**Exercise description:** Exactly as written, output each of the entries below.

━━━

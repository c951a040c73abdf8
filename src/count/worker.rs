//! The claim/process loop run by each counting thread
//!
//! A worker cycles `Claiming -> Processing -> Claiming` until the cursor is
//! exhausted, then finishes. Files are read outside any shared lock; the only
//! shared touch points are the cursor claim and the table merge.

use super::cursor::WorkCursor;
use super::error::FileReadError;
use super::reader::tally_file;
use super::table::FrequencyTable;

/// What one worker accomplished during a run
#[derive(Debug, Default)]
pub struct WorkerReport {
    pub worker_id: usize,
    pub files_counted: usize,
    pub bytes_processed: u64,
    pub failures: Vec<FileReadError>,
}

impl WorkerReport {
    /// Files this worker claimed, successful or not
    pub fn files_claimed(&self) -> usize {
        self.files_counted + self.failures.len()
    }
}

/// A counting worker borrowing the run's shared cursor and table
pub struct Worker<'run> {
    id: usize,
    cursor: &'run WorkCursor,
    table: &'run FrequencyTable,
    buffer: Vec<u8>,
}

impl<'run> Worker<'run> {
    pub fn new(
        id: usize,
        cursor: &'run WorkCursor,
        table: &'run FrequencyTable,
        buffer_size: usize,
    ) -> Self {
        Self {
            id,
            cursor,
            table,
            buffer: vec![0; buffer_size.max(1)],
        }
    }

    /// Claim and count files until none are left
    pub fn run(mut self) -> WorkerReport {
        let mut report = WorkerReport {
            worker_id: self.id,
            ..WorkerReport::default()
        };

        let cursor = self.cursor;
        while let Some(path) = cursor.claim_next() {
            tracing::trace!("worker-{} claimed {}", self.id, path.display());

            match tally_file(path, &mut self.buffer) {
                Ok(tally) => {
                    self.table.merge(&tally);
                    report.files_counted += 1;
                    report.bytes_processed += tally.bytes();
                }
                Err(e) => {
                    tracing::warn!("worker-{}: {}", self.id, e);
                    report.failures.push(e);
                }
            }
        }

        tracing::debug!(
            "worker-{} done: {} files, {} failed",
            self.id,
            report.files_counted,
            report.failures.len()
        );
        report
    }
}
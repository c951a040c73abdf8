use anyhow::Result;
use charcount::Cli;
use clap::Parser;

fn main() -> Result<()> {
    let cli = Cli::parse();
    cli.run()
}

━━━

**Answer box:**
repository c951a040c73abdf8
filename src/count/worker.rs
//! The claim/process loop run by each counting thread
//!
//! A worker cycles `Claiming -> Processing -> Claiming` until the cursor is
//! exhausted, then finishes. Files are read outside any shared lock; the only
//! shared touch points are the cursor claim and the table merge.

use super::cursor::WorkCursor;
use super::error::FileReadError;
use super::reader::tally_file;
use super::table::FrequencyTable;

/// What one worker accomplished during a run
#[derive(Debug, Default)]
pub struct WorkerReport {
    pub worker_id: usize,
    pub files_counted: usize,
    pub bytes_processed: u64,
    pub failures: Vec<FileReadError>,
}

impl WorkerReport {
    /// Files this worker claimed, successful or not
    pub fn files_claimed(&self) -> usize {
        self.files_counted + self.failures.len()
    }
}

/// A counting worker borrowing the run's shared cursor and table
pub struct Worker<'run> {
    id: usize,
    cursor: &'run WorkCursor,
    table: &'run FrequencyTable,
    buffer: Vec<u8>,
}

impl<'run> Worker<'run> {
    pub fn new(
        id: usize,
        cursor: &'run WorkCursor,
        table: &'run FrequencyTable,
        buffer_size: usize,
    ) -> Self {
        Self {
            id,
            cursor,
            table,
            buffer: vec![0; buffer_size.max(1)],
        }
    }

    /// Claim and count files until none are left
    pub fn run(mut self) -> WorkerReport {
        let mut report = WorkerReport {
            worker_id: self.id,
            ..WorkerReport::default()
        };

        let cursor = self.cursor;
        while let Some(path) = cursor.claim_next() {
            tracing::trace!("worker-{} claimed {}", self.id, path.display());

            match tally_file(path, &mut self.buffer) {
                Ok(tally) => {
                    self.table.merge(&tally);
                    report.files_counted += 1;
                    report.bytes_processed += tally.bytes();
                }
                Err(e) => {
                    tracing::warn!("worker-{}: {}", self.id, e);
                    report.failures.push(e);
                }
            }
        }

        tracing::debug!(
            "worker-{} done: {} files, {} failed",
            self.id,
            report.files_counted,
            report.failures.len()
        );
        report
    }
}
repository c951a040c73abdf8
use anyhow::Result;
use charcount::Cli;
use clap::Parser;

fn main() -> Result<()> {
    let cli = Cli::parse();
    cli.run()
}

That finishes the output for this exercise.